Pero volvamos a su pregunta sobre la accesibilidad de la idea de Dios. Me parece que, en nuestros días, no podemos conocer cómo se comporta la estructura racional del mundo y de la realidad del modo en que se hacía en la Edad Media para alcanzar la idea de Dios. En lugar de esto, tenemos que considerar hoy una relación recíprocamente condicionada. Nietzsche afirma: «La imagen que tenemos de nosotros mismos es una ilusión sistemática». Todo lo que nos dice la razón, todo lo que nos dice el lenguaje, constituye una ilusión sistemática. Hoy estamos, en mi opinión, ante la situación siguiente: o nos tomamos en serio como personas y nos creemos que, efectivamente, somos seres libres en el mundo, lo que por otra parte implica la idea de Dios, o, a la vez que anulamos esta idea, borramos también con ella la idea del hombre. Esto último es lo que pensaba Nietzsche, pensamiento que, con seguridad, tiene una consecuencia cierta. De ahí que, en mi opinión, hoy hemos de tener incluso más claro que en la Edad Media y que en la Antigüedad, que sobre la aceptación de la idea de Dios gravita un punto de opción que no se nos presenta simplemente como la conclusión de una prueba racional. No obstante, ésta es una opción que lo es tanto para la razón como para poder tomarnos en serio a nosotros mismos.
Eclipse de la libertad
-Dicha opción sobre el concepto de persona, ¿podría actuar asimismo como correctivo? ¿Podría llegar a ser necesaria en función de este papel?

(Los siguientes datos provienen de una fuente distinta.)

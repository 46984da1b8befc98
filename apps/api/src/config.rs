//! API configuration module.
//!
//! Layered with the `config` crate:
//!
//! ```text
//! built-in defaults  →  ./micks.toml (optional)  →  MICKS_* environment
//!      (lowest)                                         (highest)
//! ```
//!
//! e.g. `MICKS_PORT=9000`, `MICKS_SMTP_ENABLED=true`,
//! `MICKS_ADMIN_PASSWORD_HASH='$argon2id$...'`.

use std::net::SocketAddr;
use std::path::PathBuf;
use std::time::Duration;

use ::config::builder::DefaultState;
use ::config::{Config, ConfigBuilder, Environment, File};
use serde::Deserialize;

/// Secret used when none is configured. Fine for local runs only.
pub const DEV_JWT_SECRET: &str = "micks-dev-secret-change-in-production";

/// API configuration.
#[derive(Debug, Clone, Deserialize)]
pub struct ApiConfig {
    /// Interface to listen on
    pub bind_addr: String,

    /// HTTP port
    pub port: u16,

    /// SQLite database file
    pub database_path: PathBuf,

    /// Connection pool size
    pub db_max_connections: u32,

    /// Admin login name
    pub admin_username: String,

    /// Admin password as an argon2 PHC string (preferred)
    pub admin_password_hash: Option<String>,

    /// Admin password in clear text, hashed at startup (development)
    pub admin_password: Option<String>,

    /// JWT secret key for signing admin tokens
    pub jwt_secret: String,

    /// Admin token lifetime in seconds
    pub jwt_lifetime_secs: i64,

    /// Send e-mails through SMTP; when false notifications are only logged
    pub smtp_enabled: bool,

    pub smtp_host: String,

    pub smtp_port: u16,

    /// Per-message SMTP timeout in seconds
    pub smtp_timeout_secs: u64,

    /// Sender address of notification e-mails
    pub mail_from: String,

    /// Mailbox that receives a copy of every new sale
    pub operations_email: String,
}

impl ApiConfig {
    /// Load configuration from `micks.toml` and `MICKS_*` environment variables.
    pub fn load() -> Result<Self, ConfigError> {
        let config = Self::defaults()?
            .add_source(File::with_name("micks").required(false))
            .add_source(Environment::with_prefix("MICKS").try_parsing(true))
            .build()?;

        Self::from_config(config)
    }

    /// Built-in defaults, the lowest layer.
    pub fn defaults() -> Result<ConfigBuilder<DefaultState>, ConfigError> {
        Ok(Config::builder()
            .set_default("bind_addr", "0.0.0.0")?
            .set_default("port", 8000)?
            .set_default("database_path", "./data/micks.db")?
            .set_default("db_max_connections", 5)?
            .set_default("admin_username", "admin")?
            .set_default("jwt_secret", DEV_JWT_SECRET)?
            .set_default("jwt_lifetime_secs", 3600)? // 1 hour
            .set_default("smtp_enabled", false)?
            .set_default("smtp_host", "mail")?
            .set_default("smtp_port", 1025)?
            .set_default("smtp_timeout_secs", 10)?
            .set_default("mail_from", "no-reply@micks.com.br")?
            .set_default("operations_email", "vendas@micks.com.br")?)
    }

    /// Deserializes and validates a built configuration.
    pub fn from_config(config: Config) -> Result<Self, ConfigError> {
        let config: ApiConfig = config.try_deserialize()?;
        config.validate()?;
        Ok(config)
    }

    fn validate(&self) -> Result<(), ConfigError> {
        if self.port == 0 {
            return Err(ConfigError::InvalidValue("port".to_string()));
        }

        if self.jwt_secret.trim().is_empty() {
            return Err(ConfigError::InvalidValue("jwt_secret".to_string()));
        }

        if self.jwt_lifetime_secs <= 0 {
            return Err(ConfigError::InvalidValue("jwt_lifetime_secs".to_string()));
        }

        if self.db_max_connections == 0 {
            return Err(ConfigError::InvalidValue("db_max_connections".to_string()));
        }

        let has_password = |value: &Option<String>| {
            value.as_deref().is_some_and(|v| !v.trim().is_empty())
        };
        if !has_password(&self.admin_password_hash) && !has_password(&self.admin_password) {
            return Err(ConfigError::MissingRequired(
                "admin_password_hash or admin_password".to_string(),
            ));
        }

        Ok(())
    }

    /// Address the HTTP server binds to.
    pub fn socket_addr(&self) -> Result<SocketAddr, ConfigError> {
        format!("{}:{}", self.bind_addr, self.port)
            .parse()
            .map_err(|_| ConfigError::InvalidValue("bind_addr".to_string()))
    }

    pub fn smtp_timeout(&self) -> Duration {
        Duration::from_secs(self.smtp_timeout_secs)
    }

    /// True when the signing secret is still the development default.
    pub fn uses_dev_secret(&self) -> bool {
        self.jwt_secret == DEV_JWT_SECRET
    }
}

/// Configuration error types.
#[derive(Debug, thiserror::Error)]
pub enum ConfigError {
    #[error("Failed to load configuration: {0}")]
    Load(#[from] ::config::ConfigError),

    #[error("Invalid value for {0}")]
    InvalidValue(String),

    #[error("Missing required configuration: {0}")]
    MissingRequired(String),
}

#[cfg(test)]
impl ApiConfig {
    /// Defaults plus a dev password, without reading files or the environment.
    pub fn for_tests() -> Self {
        let config = Self::defaults()
            .and_then(|builder| Ok(builder.set_override("admin_password", "s3nha-forte")?))
            .and_then(|builder| Ok(builder.build()?))
            .expect("test configuration builds");
        Self::from_config(config).expect("test configuration is valid")
    }
}

#[cfg(test)]
mod tests {
    use super::*;

    fn build(overrides: &[(&str, &str)]) -> Result<ApiConfig, ConfigError> {
        let mut builder = ApiConfig::defaults()?;
        for (key, value) in overrides {
            builder = builder.set_override(*key, *value)?;
        }
        ApiConfig::from_config(builder.build()?)
    }

    #[test]
    fn test_defaults() {
        let config = build(&[("admin_password", "secret")]).unwrap();

        assert_eq!(config.port, 8000);
        assert_eq!(config.bind_addr, "0.0.0.0");
        assert_eq!(config.database_path, PathBuf::from("./data/micks.db"));
        assert_eq!(config.admin_username, "admin");
        assert_eq!(config.jwt_lifetime_secs, 3600);
        assert!(!config.smtp_enabled);
        assert_eq!(config.smtp_host, "mail");
        assert_eq!(config.smtp_port, 1025);
        assert!(config.uses_dev_secret());
        assert_eq!(config.socket_addr().unwrap().port(), 8000);
    }

    #[test]
    fn test_admin_password_is_required() {
        assert!(matches!(build(&[]), Err(ConfigError::MissingRequired(_))));
        assert!(matches!(
            build(&[("admin_password", "  ")]),
            Err(ConfigError::MissingRequired(_))
        ));
        assert!(build(&[("admin_password_hash", "$argon2id$v=19$...")]).is_ok());
    }

    #[test]
    fn test_invalid_values() {
        assert!(matches!(
            build(&[("admin_password", "x"), ("port", "0")]),
            Err(ConfigError::InvalidValue(_))
        ));
        assert!(matches!(
            build(&[("admin_password", "x"), ("jwt_secret", "")]),
            Err(ConfigError::InvalidValue(_))
        ));
        assert!(build(&[("admin_password", "x"), ("port", "not-a-port")]).is_err());
    }

    #[test]
    fn test_bad_bind_addr() {
        let config = build(&[("admin_password", "x"), ("bind_addr", "nowhere")]).unwrap();
        assert!(config.socket_addr().is_err());
    }
}
//! # Sale Store
//!
//! The persistence contract for sale records.
//!
//! ```text
//! ┌─────────────────────────────────────────────────────────────────────────┐
//! │  SalesService (micks-api)                                               │
//! │       │  Arc<dyn SaleStore>                                             │
//! │       ▼                                                                 │
//! │  SaleStore ◄──── SaleRepository (SQLite, this crate)                   │
//! │            ◄──── test doubles                                          │
//! └─────────────────────────────────────────────────────────────────────────┘
//! ```
//!
//! Implementations own the canonical copy of every record and hand out owned
//! snapshots. Each mutation is atomic. Authorization is the caller's concern.

use async_trait::async_trait;
use micks_core::{NewSale, SaleQuery, SaleRecord, SaleUpdate};

use crate::error::DbResult;

/// Storage of contracted sales.
#[async_trait]
pub trait SaleStore: Send + Sync {
    /// Persists a new sale. Assigns the id and `created_at`.
    async fn create(&self, sale: NewSale) -> DbResult<SaleRecord>;

    /// Returns the records matching `query`, in the requested order.
    ///
    /// The name filter is a substring match on the folded name (Unicode
    /// lowercase, Latin accents dropped); the name sort uses the same key.
    /// Equal sort keys fall back to newest first.
    async fn list(&self, query: &SaleQuery) -> DbResult<Vec<SaleRecord>>;

    /// Returns one record, or `NotFound`.
    async fn get(&self, id: &str) -> DbResult<SaleRecord>;

    /// Applies an administrative edit, or returns `NotFound`.
    ///
    /// A new inventory replaces the stored plan with a fresh calculation in
    /// the same transaction.
    async fn update(&self, id: &str, update: SaleUpdate) -> DbResult<SaleRecord>;

    /// Removes a record, or returns `NotFound`.
    async fn delete(&self, id: &str) -> DbResult<()>;

    /// All records of one customer e-mail (case-insensitive), newest first.
    async fn find_by_email(&self, email: &str) -> DbResult<Vec<SaleRecord>>;

    /// Number of stored records.
    async fn count(&self) -> DbResult<u64>;
}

¿Qué entiende usted por correctivo? ¿Correctivo de qué?
-¿Necesita el hombre un criterio corrector contra el abuso de su libertad? ¿Necesita la idea de Dios como correctivo para confrontar con ella su autoposición como persona?
Bien. Se puede considerar en el sentido de que ha de corregirse un determinado concepto de libertad. Ante todo, pienso que el eclipse de la idea de Dios supondría al mismo tiempo el de la idea de la libertad. Por eso pienso que no se trata tanto de un corregir la idea de libertad, como de fundamentarla. También puede usted ver cómo se niega la idea de libertad en el materialismo moderno. De acuerdo con él, el hombre no es libre. Lo más sorprendente de esto es que quienes discuten la libertad del hombre en el campo de la teoría, de la ontología y de la ciencia, en la práctica proclaman con énfasis esa libertad, al tiempo que reclaman para sí una autonomía ilimitada y una ilimitada autorrealización, si bien insisten por otro lado en que el hombre no es libre. Por el contrario, me parece que la idea de Dios es la que funda la idea de libertad, es decir, la que conduce a ella y a que el hombre se reconozca como un ser libre y responsable. Así, la libertad se impregna al mismo tiempo de un determinado contenido. Esa libertad no se realiza de modo que el hombre desarrolle simplemente su inclinación natural al dominio del entorno, a la autorrealización, etc., a costa de todos los demás. En lugar de esto, sabe que reconocer la libertad del otro constituye un momento integrador de la propia libertad. Creo que esto está asentado precisamente en la idea de Dios.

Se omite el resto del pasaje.